Task prompt:
One line at a time, check the entries below for the word "Computation", and copy each line that has it.

Data:

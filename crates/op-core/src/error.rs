//! Error types for objpart

use thiserror::Error;

/// objpart error type
#[derive(Error, Debug)]
pub enum Error {
    /// I/O error
    #[error("I/O error: {0}")]
    Io(#[from] std::io::Error),

    /// JSON parsing error
    #[error("JSON error: {0}")]
    Json(#[from] serde_json::Error),

    /// YAML parsing error
    #[error("YAML error: {0}")]
    Yaml(#[from] serde_yaml_ng::Error),

    /// A caller-supplied parameter is out of range or names an unknown axis
    #[error("Invalid argument: {0}")]
    InvalidArgument(String),

    /// Input data is malformed (ragged table, value outside the grid, ...)
    #[error("Validation error: {0}")]
    Validation(String),

    /// Computation error
    #[error("Computation error: {0}")]
    Computation(String),
}

impl Error {
    /// Shorthand for [`Error::InvalidArgument`].
    pub fn invalid_argument(msg: impl Into<String>) -> Self {
        Error::InvalidArgument(msg.into())
    }

    /// Shorthand for [`Error::Validation`].
    pub fn validation(msg: impl Into<String>) -> Self {
        Error::Validation(msg.into())
    }
}

/// Result type alias
pub type Result<T> = std::result::Result<T, Error>;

Result of the task:
    /// Computation error
    #[error("Computation error: {0}")]
    Computation(String),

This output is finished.